[Data extracted from a collection]

BEGIN

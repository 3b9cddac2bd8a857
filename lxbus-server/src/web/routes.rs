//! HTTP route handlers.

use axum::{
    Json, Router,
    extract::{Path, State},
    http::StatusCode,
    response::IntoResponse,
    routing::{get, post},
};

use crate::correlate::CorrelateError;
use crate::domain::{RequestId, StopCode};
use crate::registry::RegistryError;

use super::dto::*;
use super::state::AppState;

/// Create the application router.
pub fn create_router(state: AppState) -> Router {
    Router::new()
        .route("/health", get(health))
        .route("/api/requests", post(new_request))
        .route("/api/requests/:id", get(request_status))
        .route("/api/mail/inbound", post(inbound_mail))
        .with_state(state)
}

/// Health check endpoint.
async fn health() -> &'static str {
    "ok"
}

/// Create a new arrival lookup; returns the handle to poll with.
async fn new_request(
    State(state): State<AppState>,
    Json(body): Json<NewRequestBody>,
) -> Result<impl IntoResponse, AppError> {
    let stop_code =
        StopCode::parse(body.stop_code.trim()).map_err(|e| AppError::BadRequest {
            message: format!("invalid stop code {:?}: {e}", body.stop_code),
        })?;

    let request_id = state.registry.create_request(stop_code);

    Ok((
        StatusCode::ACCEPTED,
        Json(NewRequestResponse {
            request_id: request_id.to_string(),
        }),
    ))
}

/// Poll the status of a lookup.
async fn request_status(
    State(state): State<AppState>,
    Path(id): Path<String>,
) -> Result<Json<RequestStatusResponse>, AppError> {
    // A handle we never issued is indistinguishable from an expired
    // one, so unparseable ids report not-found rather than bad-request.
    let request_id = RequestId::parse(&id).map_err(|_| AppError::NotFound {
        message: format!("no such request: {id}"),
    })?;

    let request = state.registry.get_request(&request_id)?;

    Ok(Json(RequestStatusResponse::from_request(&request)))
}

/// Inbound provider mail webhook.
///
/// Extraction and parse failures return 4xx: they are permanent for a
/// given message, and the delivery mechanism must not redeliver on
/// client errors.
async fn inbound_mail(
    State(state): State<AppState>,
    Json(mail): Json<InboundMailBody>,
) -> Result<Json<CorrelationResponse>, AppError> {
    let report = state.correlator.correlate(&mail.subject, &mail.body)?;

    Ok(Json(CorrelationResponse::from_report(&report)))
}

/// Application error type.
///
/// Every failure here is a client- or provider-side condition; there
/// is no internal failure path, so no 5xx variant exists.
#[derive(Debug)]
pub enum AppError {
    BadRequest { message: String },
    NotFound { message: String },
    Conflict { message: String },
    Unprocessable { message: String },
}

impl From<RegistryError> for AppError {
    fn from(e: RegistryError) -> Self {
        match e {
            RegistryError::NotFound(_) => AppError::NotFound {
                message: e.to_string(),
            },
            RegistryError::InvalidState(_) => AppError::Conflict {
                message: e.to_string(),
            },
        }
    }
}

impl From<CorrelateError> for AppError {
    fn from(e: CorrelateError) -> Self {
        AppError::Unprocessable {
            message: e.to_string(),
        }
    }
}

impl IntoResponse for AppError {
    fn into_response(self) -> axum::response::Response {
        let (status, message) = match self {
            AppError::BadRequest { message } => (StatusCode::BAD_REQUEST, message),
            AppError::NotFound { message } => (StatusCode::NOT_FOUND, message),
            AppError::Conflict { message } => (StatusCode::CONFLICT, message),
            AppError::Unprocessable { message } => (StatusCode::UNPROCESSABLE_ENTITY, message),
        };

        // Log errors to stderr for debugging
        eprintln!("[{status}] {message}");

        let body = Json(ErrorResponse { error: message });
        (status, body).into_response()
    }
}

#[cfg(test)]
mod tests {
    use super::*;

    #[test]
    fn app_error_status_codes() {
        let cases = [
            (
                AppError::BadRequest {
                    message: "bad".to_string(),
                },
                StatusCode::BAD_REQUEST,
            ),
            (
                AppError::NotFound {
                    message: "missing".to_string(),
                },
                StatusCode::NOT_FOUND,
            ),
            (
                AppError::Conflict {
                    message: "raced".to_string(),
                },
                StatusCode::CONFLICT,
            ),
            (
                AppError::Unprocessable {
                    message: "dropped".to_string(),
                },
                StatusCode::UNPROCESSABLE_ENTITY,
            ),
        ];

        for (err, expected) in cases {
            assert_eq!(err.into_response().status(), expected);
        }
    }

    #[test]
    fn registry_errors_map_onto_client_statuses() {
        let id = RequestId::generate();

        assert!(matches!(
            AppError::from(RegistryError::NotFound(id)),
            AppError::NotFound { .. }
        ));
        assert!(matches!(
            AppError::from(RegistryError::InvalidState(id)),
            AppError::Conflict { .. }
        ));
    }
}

END

Your objective
Lines from the beginning of the data above through the line containing "Result<impl IntoResponse, AppError>" are to be returned exactly, and no others.

Written answer
repository 3b9cddac2bd8a857
filename lxbus-server/src/web/routes.rs
//! HTTP route handlers.

use axum::{
    Json, Router,
    extract::{Path, State},
    http::StatusCode,
    response::IntoResponse,
    routing::{get, post},
};

use crate::correlate::CorrelateError;
use crate::domain::{RequestId, StopCode};
use crate::registry::RegistryError;

use super::dto::*;
use super::state::AppState;

/// Create the application router.
pub fn create_router(state: AppState) -> Router {
    Router::new()
        .route("/health", get(health))
        .route("/api/requests", post(new_request))
        .route("/api/requests/:id", get(request_status))
        .route("/api/mail/inbound", post(inbound_mail))
        .with_state(state)
}

/// Health check endpoint.
async fn health() -> &'static str {
    "ok"
}

/// Create a new arrival lookup; returns the handle to poll with.
async fn new_request(
    State(state): State<AppState>,
    Json(body): Json<NewRequestBody>,
) -> Result<impl IntoResponse, AppError> {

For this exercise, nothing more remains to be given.